Your answer should consist of every line from the records that holds the string "static".

==== Provided information

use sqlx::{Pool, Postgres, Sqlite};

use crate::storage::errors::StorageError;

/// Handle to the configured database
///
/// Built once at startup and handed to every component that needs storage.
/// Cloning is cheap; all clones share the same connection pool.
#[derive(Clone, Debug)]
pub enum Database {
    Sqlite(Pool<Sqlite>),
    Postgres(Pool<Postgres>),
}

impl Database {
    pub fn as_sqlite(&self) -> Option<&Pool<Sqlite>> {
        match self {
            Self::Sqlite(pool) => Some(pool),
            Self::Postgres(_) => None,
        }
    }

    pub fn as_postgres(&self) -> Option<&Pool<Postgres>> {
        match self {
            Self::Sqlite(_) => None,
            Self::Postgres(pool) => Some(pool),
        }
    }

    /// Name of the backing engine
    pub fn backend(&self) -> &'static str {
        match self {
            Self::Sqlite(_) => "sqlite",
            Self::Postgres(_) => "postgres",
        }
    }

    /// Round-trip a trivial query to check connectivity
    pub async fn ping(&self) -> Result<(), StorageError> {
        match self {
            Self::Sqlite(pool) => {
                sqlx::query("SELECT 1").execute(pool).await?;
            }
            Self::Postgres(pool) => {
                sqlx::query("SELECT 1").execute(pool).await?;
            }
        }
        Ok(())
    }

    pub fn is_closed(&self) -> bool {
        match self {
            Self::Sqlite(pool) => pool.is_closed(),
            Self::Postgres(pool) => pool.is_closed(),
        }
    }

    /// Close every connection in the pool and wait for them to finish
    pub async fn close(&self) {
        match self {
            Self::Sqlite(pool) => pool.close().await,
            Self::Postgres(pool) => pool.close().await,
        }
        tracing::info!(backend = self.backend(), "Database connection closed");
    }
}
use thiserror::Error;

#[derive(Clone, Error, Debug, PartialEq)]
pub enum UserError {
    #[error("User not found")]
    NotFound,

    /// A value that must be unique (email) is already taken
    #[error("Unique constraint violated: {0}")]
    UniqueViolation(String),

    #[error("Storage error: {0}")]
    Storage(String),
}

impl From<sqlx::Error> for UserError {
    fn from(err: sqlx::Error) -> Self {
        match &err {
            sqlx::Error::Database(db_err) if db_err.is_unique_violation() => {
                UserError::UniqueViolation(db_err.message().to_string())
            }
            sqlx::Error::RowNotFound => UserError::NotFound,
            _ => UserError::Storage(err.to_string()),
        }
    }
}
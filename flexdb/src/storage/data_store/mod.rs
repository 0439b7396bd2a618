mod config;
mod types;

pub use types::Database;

========
==== Provided information

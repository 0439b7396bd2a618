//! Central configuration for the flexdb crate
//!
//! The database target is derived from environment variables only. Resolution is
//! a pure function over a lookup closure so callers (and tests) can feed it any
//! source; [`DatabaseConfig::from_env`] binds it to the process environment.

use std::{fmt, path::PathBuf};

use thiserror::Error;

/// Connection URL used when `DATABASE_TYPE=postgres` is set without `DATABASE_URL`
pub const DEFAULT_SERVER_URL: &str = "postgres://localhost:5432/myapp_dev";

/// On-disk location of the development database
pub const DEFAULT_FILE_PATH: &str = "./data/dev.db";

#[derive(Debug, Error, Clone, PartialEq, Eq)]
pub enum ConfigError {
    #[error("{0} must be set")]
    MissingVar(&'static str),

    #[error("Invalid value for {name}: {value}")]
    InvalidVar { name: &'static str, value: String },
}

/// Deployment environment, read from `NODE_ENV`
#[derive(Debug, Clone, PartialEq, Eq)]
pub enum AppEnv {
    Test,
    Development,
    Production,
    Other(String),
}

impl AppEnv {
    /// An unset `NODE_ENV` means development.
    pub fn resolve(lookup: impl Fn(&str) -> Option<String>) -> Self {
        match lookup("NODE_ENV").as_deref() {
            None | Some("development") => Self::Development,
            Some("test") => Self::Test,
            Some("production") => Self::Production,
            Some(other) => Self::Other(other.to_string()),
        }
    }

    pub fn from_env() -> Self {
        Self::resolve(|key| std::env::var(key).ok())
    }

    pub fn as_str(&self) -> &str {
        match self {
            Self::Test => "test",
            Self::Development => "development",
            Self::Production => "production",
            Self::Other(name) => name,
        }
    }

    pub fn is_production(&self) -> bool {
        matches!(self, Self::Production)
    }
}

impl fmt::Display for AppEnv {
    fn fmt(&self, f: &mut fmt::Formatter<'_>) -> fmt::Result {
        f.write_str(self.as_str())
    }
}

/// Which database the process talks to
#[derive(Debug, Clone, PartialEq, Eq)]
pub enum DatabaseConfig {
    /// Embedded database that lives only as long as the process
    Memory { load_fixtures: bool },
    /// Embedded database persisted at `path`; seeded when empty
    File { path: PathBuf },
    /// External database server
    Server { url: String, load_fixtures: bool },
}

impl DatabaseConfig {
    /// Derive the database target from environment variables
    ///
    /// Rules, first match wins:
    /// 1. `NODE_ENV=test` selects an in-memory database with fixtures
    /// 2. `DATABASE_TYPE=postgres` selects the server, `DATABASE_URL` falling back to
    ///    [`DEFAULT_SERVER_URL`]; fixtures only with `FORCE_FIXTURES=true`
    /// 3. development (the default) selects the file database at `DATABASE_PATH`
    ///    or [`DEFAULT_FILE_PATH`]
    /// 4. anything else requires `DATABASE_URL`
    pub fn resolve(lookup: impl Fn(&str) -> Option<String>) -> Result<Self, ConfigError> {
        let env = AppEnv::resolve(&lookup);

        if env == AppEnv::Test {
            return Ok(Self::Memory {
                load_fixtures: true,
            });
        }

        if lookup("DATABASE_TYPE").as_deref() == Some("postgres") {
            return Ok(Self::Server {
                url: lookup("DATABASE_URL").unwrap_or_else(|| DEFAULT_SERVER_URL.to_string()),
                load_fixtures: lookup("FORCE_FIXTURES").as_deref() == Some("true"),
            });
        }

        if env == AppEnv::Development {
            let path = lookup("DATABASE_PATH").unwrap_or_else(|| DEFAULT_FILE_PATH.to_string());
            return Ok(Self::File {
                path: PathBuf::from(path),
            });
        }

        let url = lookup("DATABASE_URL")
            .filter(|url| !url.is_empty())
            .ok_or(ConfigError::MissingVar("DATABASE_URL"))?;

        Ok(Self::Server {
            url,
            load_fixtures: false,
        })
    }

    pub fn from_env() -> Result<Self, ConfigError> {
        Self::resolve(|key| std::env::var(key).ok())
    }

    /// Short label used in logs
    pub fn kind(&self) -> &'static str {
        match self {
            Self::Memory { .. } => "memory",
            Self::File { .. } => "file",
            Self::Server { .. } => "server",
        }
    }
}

========

▸ **Response area**:
    pub fn backend(&self) -> &'static str {
    MissingVar(&'static str),
    InvalidVar { name: &'static str, value: String },
    pub fn kind(&self) -> &'static str {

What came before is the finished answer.